3. Ética de la modernidad: La Ilustración sería la  época de la entrada de los hombres en la mayoría de edad, en virtud de la cual ya no quieren dejarse guiar como con andaderas por autoridades que no se hayan ganado su crédito a pulso, sino que quieren orientarse por su propia razón. Sapere aude! Es, según Kant, la divisa de la ilustración: “atrévete a servirte de tu propia razón”. El paternalismo de los gobernantes va quedando deslegitimado y en su lugar entra el concepto moral de autonomía, porque aunque la ética y la política no se identifican, están estrechamente relacionadas entre sí, como lo están también con la religión y el derecho, de suerte que un tipo de conciencia política (como es la idea de ciudadanía) está estrechamente ligado a un tipo de conciencia moral (como es la idea de autonomía)
Derechos Humanos
Igualdad no significa “igualitarismo”, porque una sociedad en que todos los hombres fueran iguales en cuanto a contribución, responsabilidades, poder y riqueza es imposible alcanzar sino a través de una fuerte dictadura, que es justo lo contrario de la autonomía que acabamos de reconocer. “Igualdad” significa aquí lograr para todos iguales oportunidades de desarrollar sus capacidades, corrigiendo las desigualdades naturales y sociales, y ausencia de dominación de unos hombres por otros, ya que todos son iguales en cuanto autónomos y en cuanto capacitados para ser ciudadanos.
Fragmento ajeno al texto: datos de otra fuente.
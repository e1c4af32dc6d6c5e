//! Wiring configured actions into the handler registry.

use std::any::Any;
use std::collections::HashMap;
use std::sync::Arc;

use tracing::info;

use crate::config::{ActionKind, ActionSpec, ConfigError, Vcs, WebhookConfig};
use crate::dispatch::{MultiLock, Registry};
use crate::github::GitHubClient;
use crate::gitlab::GitLabClient;
use crate::webhooks::{
    IssueCommentEvent, IssuesEvent, ProjectV2ItemEvent, PullRequestEvent, PushEvent, ReleaseEvent,
    RepositoryEvent, TagPushEvent,
};

use super::aggregate::AggregateReleases;
use super::common::{
    github_tag_push, gitlab_tag_push, issue_opened, pull_request_opened, release_published,
};
use super::distribute::DistributeReleases;
use super::docs_preview::DocsPreviewComment;
use super::issue_comments::{IssueCommentHandler, comment_created};
use super::labels::LabelsOnCreation;
use super::maintainers::{RepositoryMaintainers, repository_created};
use super::projects::{ProjectItemAdd, ProjectV2Item, status_changed};
use super::release_drafter::{ReleaseDrafter, component_release, merged_pull_request};
use super::yaml_translate::YamlTranslateReleases;
use super::{ActionError, WebhookHandler};

/// An authenticated forge client.
#[derive(Debug, Clone)]
pub enum Client {
    GitHub(GitHubClient),
    GitLab(GitLabClient),
}

/// Clients by configured name.
#[derive(Debug, Clone, Default)]
pub struct Clients {
    by_name: HashMap<String, Client>,
}

impl Clients {
    pub fn new() -> Self {
        Self::default()
    }

    pub fn insert(&mut self, name: impl Into<String>, client: Client) {
        self.by_name.insert(name.into(), client);
    }

    pub fn github(&self, name: &str) -> Result<GitHubClient, ConfigError> {
        match self.by_name.get(name) {
            Some(Client::GitHub(client)) => Ok(client.clone()),
            Some(Client::GitLab(_)) => Err(ConfigError::Invalid(format!(
                "client {:?} is a GitLab client, a GitHub client is required",
                name
            ))),
            None => Err(ConfigError::Invalid(format!("unknown client {:?}", name))),
        }
    }

    pub fn gitlab(&self, name: &str) -> Result<GitLabClient, ConfigError> {
        match self.by_name.get(name) {
            Some(Client::GitLab(client)) => Ok(client.clone()),
            Some(Client::GitHub(_)) => Err(ConfigError::Invalid(format!(
                "client {:?} is a GitHub client, a GitLab client is required",
                name
            ))),
            None => Err(ConfigError::Invalid(format!("unknown client {:?}", name))),
        }
    }
}

/// Registers `handler` for events of type `E`, translating each event into
/// the handler's parameters with `extract`.
async fn attach<E, P, H>(
    registry: &Registry,
    name: &str,
    handler: &Arc<H>,
    extract: fn(&E) -> Result<P, ActionError>,
) where
    E: Any + Send + Sync,
    P: Send + 'static,
    H: WebhookHandler<P>,
{
    let handler = Arc::clone(handler);
    registry
        .register(name, move |event: Arc<E>| {
            let handler = Arc::clone(&handler);
            async move {
                let params = extract(&event)?;
                handler.handle(params).await
            }
        })
        .await;
}

/// Builds the action described by `spec` and registers it for the events of
/// a webhook of type `vcs`.
pub async fn register_action(
    registry: &Registry,
    vcs: Vcs,
    spec: &ActionSpec,
    clients: &Clients,
    locks: &MultiLock,
) -> Result<(), ConfigError> {
    let name = spec.kind.as_str();
    let client = clients.github(&spec.client)?;

    if vcs == Vcs::Gitlab {
        return match spec.kind {
            ActionKind::AggregateReleases => {
                let action = AggregateReleases::new(client, spec.decode_args()?, locks.clone())?;
                attach::<TagPushEvent, _, _>(registry, name, &Arc::new(action), gitlab_tag_push)
                    .await;
                Ok(())
            }
            ActionKind::DistributeReleases => {
                let action = DistributeReleases::new(client, spec.decode_args()?, locks.clone())?;
                attach::<TagPushEvent, _, _>(registry, name, &Arc::new(action), gitlab_tag_push)
                    .await;
                Ok(())
            }
            ActionKind::YamlTranslateReleases => {
                let action = yaml_translate(client, spec, clients, locks)?;
                attach::<TagPushEvent, _, _>(registry, name, &Arc::new(action), gitlab_tag_push)
                    .await;
                Ok(())
            }
            other => Err(ConfigError::Invalid(format!(
                "action {} is not supported on gitlab webhooks",
                other
            ))),
        };
    }

    match spec.kind {
        ActionKind::AggregateReleases => {
            let action = Arc::new(AggregateReleases::new(
                client,
                spec.decode_args()?,
                locks.clone(),
            )?);
            attach::<ReleaseEvent, _, _>(registry, name, &action, release_published).await;
            attach::<PushEvent, _, _>(registry, name, &action, github_tag_push).await;
        }
        ActionKind::DistributeReleases => {
            let action = Arc::new(DistributeReleases::new(
                client,
                spec.decode_args()?,
                locks.clone(),
            )?);
            attach::<PushEvent, _, _>(registry, name, &action, github_tag_push).await;
        }
        ActionKind::YamlTranslateReleases => {
            let action = Arc::new(yaml_translate(client, spec, clients, locks)?);
            attach::<ReleaseEvent, _, _>(registry, name, &action, release_published).await;
            attach::<PushEvent, _, _>(registry, name, &action, github_tag_push).await;
        }
        ActionKind::ReleaseDrafter => {
            let action = Arc::new(ReleaseDrafter::new(
                client,
                spec.decode_args()?,
                locks.clone(),
            )?);
            attach::<ReleaseEvent, _, _>(registry, name, &action, component_release).await;
            attach::<PullRequestEvent, _, _>(registry, name, &action, merged_pull_request).await;
        }
        ActionKind::RepositoryMaintainers => {
            let action = Arc::new(RepositoryMaintainers::new(client, spec.decode_args()?));
            attach::<RepositoryEvent, _, _>(registry, name, &action, repository_created).await;
        }
        ActionKind::DocsPreviewComment => {
            let action = Arc::new(DocsPreviewComment::new(client, spec.decode_args()?)?);
            attach::<PullRequestEvent, _, _>(registry, name, &action, pull_request_opened).await;
        }
        ActionKind::IssueCommentHandler => {
            let action = Arc::new(IssueCommentHandler::new(
                client,
                spec.decode_args()?,
                locks.clone(),
            )?);
            attach::<IssueCommentEvent, _, _>(registry, name, &action, comment_created).await;
        }
        ActionKind::ProjectItemAdd => {
            let action = Arc::new(ProjectItemAdd::new(client, spec.decode_args()?));
            attach::<IssuesEvent, _, _>(registry, name, &action, issue_opened).await;
            attach::<PullRequestEvent, _, _>(registry, name, &action, pull_request_opened).await;
        }
        ActionKind::ProjectV2Item => {
            let action = Arc::new(ProjectV2Item::new(client, spec.decode_args()?));
            attach::<ProjectV2ItemEvent, _, _>(registry, name, &action, status_changed).await;
        }
        ActionKind::LabelsOnCreation => {
            let action = Arc::new(LabelsOnCreation::new(client, spec.decode_args()?));
            attach::<IssuesEvent, _, _>(registry, name, &action, issue_opened).await;
            attach::<PullRequestEvent, _, _>(registry, name, &action, pull_request_opened).await;
        }
    }
    Ok(())
}

fn yaml_translate(
    client: GitHubClient,
    spec: &ActionSpec,
    clients: &Clients,
    locks: &MultiLock,
) -> Result<YamlTranslateReleases, ConfigError> {
    let args: super::YamlTranslateArgs = spec.decode_args()?;
    let gitlab = args
        .source_client
        .as_deref()
        .map(|name| clients.gitlab(name))
        .transpose()?;
    YamlTranslateReleases::new(client, gitlab, args, locks.clone())
}

/// Registers every action of `webhook` in order.
pub async fn register_webhook_actions(
    registry: &Registry,
    webhook: &WebhookConfig,
    clients: &Clients,
    locks: &MultiLock,
) -> Result<(), ConfigError> {
    for spec in &webhook.actions {
        register_action(registry, webhook.vcs, spec, clients, locks).await?;
        info!(
            serve_path = %webhook.serve_path,
            action = %spec.kind,
            client = %spec.client,
            "registered action"
        );
    }
    Ok(())
}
Libertad (o autonomía) e igualdad son los dos primeros valores que acogió como suyos aquella Revolución Francesa de 1789, de la que surgió la Declaración de los derechos del hombre y del ciudadano. Y son efectivamente dos de los valores que componen el contenido de la ética cívica. El tercero es la fraternidad, que con el tiempo las tradiciones socialistas, entre otras, transmutaron en solidaridad, un valor que es necesario encarnar si de verdad creemos que es una meta común la de conseguir que todos los hombres se realicen igualmente en su autonomía.
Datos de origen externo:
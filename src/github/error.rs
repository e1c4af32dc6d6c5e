//! GitHub API error types.
//!
//! The adapter performs no retries. Callers get the HTTP status and GitHub's
//! own message, and interpret the few conditions they care about through the
//! predicates on [`GitHubApiError`].

use std::fmt;
use thiserror::Error;

/// Messages GitHub returns when the resource being created already exists.
const ALREADY_EXISTS_MESSAGES: &[&str] = &[
    "A pull request already exists",
    "Name must be unique for this org",
];

/// A GitHub API error.
#[derive(Debug, Error)]
pub struct GitHubApiError {
    /// The HTTP status code, if available.
    pub status_code: Option<u16>,

    /// GitHub's message, including the detail of any validation errors.
    pub message: String,

    /// The underlying octocrab error, if available.
    #[source]
    pub source: Option<octocrab::Error>,
}

impl fmt::Display for GitHubApiError {
    fn fmt(&self, f: &mut fmt::Formatter<'_>) -> fmt::Result {
        match self.status_code {
            Some(code) => write!(f, "GitHub API error (HTTP {}): {}", code, self.message),
            None => write!(f, "GitHub API error: {}", self.message),
        }
    }
}

impl GitHubApiError {
    /// Creates an error without an octocrab source.
    pub fn without_source(message: impl Into<String>) -> Self {
        Self {
            status_code: None,
            message: message.into(),
            source: None,
        }
    }

    /// Converts an octocrab error, flattening GitHub's validation errors into
    /// the message so that they can be matched on.
    pub fn from_octocrab(err: octocrab::Error) -> Self {
        let (status_code, message) = match &err {
            octocrab::Error::GitHub { source, .. } => {
                let mut message = source.message.clone();
                for detail in source.errors.iter().flatten() {
                    let text = detail
                        .get("message")
                        .and_then(|m| m.as_str())
                        .map(str::to_string)
                        .unwrap_or_else(|| detail.to_string());
                    message.push_str("; ");
                    message.push_str(&text);
                }
                (Some(source.status_code.as_u16()), message)
            }
            other => (None, other.to_string()),
        };

        Self {
            status_code,
            message,
            source: Some(err),
        }
    }

    /// Whether the request failed because the resource already exists
    /// (an open pull request for the same head and base, or a team name).
    pub fn is_already_exists(&self) -> bool {
        ALREADY_EXISTS_MESSAGES
            .iter()
            .any(|m| self.message.contains(m))
    }

    /// Whether a pull request could not be opened because head and base
    /// point at the same commit.
    pub fn is_no_commits_between(&self) -> bool {
        self.message.contains("No commits between")
    }

    pub fn is_not_found(&self) -> bool {
        self.status_code == Some(404)
    }
}

impl From<octocrab::Error> for GitHubApiError {
    fn from(err: octocrab::Error) -> Self {
        Self::from_octocrab(err)
    }
}

#[cfg(test)]
mod tests {
    use super::*;

    fn error(status: Option<u16>, message: &str) -> GitHubApiError {
        GitHubApiError {
            status_code: status,
            message: message.to_string(),
            source: None,
        }
    }

    #[test]
    fn already_exists_detection() {
        assert!(
            error(
                Some(422),
                "Validation Failed; A pull request already exists for metal-stack:develop."
            )
            .is_already_exists()
        );
        assert!(
            error(Some(422), "Validation Failed; Name must be unique for this org")
                .is_already_exists()
        );
        assert!(!error(Some(422), "Validation Failed; No commits between master and develop").is_already_exists());
    }

    #[test]
    fn no_commits_detection() {
        let err = error(Some(422), "Validation Failed; No commits between master and auto-generate/v0.15.1");
        assert!(err.is_no_commits_between());
        assert!(!err.is_already_exists());
    }

    #[test]
    fn not_found_detection() {
        assert!(error(Some(404), "Not Found").is_not_found());
        assert!(!error(None, "Not Found").is_not_found());
    }

    #[test]
    fn display_includes_status() {
        assert_eq!(
            error(Some(403), "Resource not accessible by integration").to_string(),
            "GitHub API error (HTTP 403): Resource not accessible by integration"
        );
        assert_eq!(
            GitHubApiError::without_source("boom").to_string(),
            "GitHub API error: boom"
        );
    }
}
Los valores pueden servir de guía a nuestras acciones, pero para encarnarlos en nuestras vidas y en las instituciones necesitamos concretarlos, y podemos considerar a los derechos humanos en sus distintas generaciones como concreción de estos valores que componen la ética cívica.


Guia 5

La tolerancia activa
Resulta imposible la convivencia de diferentes proyectos de vida feliz si quienes los persiguen no son tolerantes con aquellos que tienen un ideal de felicidad distinto, de ahí que la ética cívica fuera naciendo al calor de distintos escritos sobre tolerancia, como una actitud sumamente valiosa. La tolerancia puede entenderse solo en un sentido pasivo, es decir, como una predisposición a no inmiscuirse en los proyectos ajenos por simple comodidad; o bien en un sentido activo, como una predisposición a respetar proyectos ajenos que puedan tener un valor, aunque no los compartamos. La tolerancia pasiva no sirve de base para construir un mundo junto: para construir hace falta tolerancia activa.
Un éthos dialógico
La idea de tolerancia activa, junto con los otros valores y el respeto a los derechos humanos, se expresan de forma óptima en la vida social a través de un tipo de actitud, que llamaremos la actitud o el éthos dialógico. Éthos que conviene potenciar, porque quien adopta semejante actitud a la hora de intentar resolver los conflictos que se plantean en su sociedad, si la adopta en serio, muestra con ello que tiene a los demás hombres y a sí mismo como seres autónomos, igualmente capaces de dialogar sobre cuestiones que les afectan, y que está dispuesto a atender a los intereses de todos ellos a la hora de tomar decisiones. Lo cual significa que toma en serio su autonomía, le importa atender igualmente a los derechos e intereses de todos, y lo hace desde la solidaridad de quien sabe que “es hombre y nada de lo humano puede resultarle ajeno”. Naturalmente cada quien llevara al dialogo sus convicciones y más rico será el resultado del mismo cuanto más ricas las aportaciones que a él se lleven, pero a ello ha de acompañar el respecto a todos los interlocutores posibles como actitud básica de quien trata de respetar la autonomía de todos los afectados por las decisiones desde la solidaridad. Este es sin duda el mejor modo de conjugar dos posiciones éticas: el universalismo y el respeto a la diferencia. Solo si reconocemos que la autonomía de cada hombre tiene que ser universalmente respetada, podremos exigir que se respeten sus peculiaridades, y la forma de hacerlo será a través de diálogos en los que cada quien exprese tales peculiaridades desde la unidad que supone saberse al menos mínimamente entendido y máximamente respetado.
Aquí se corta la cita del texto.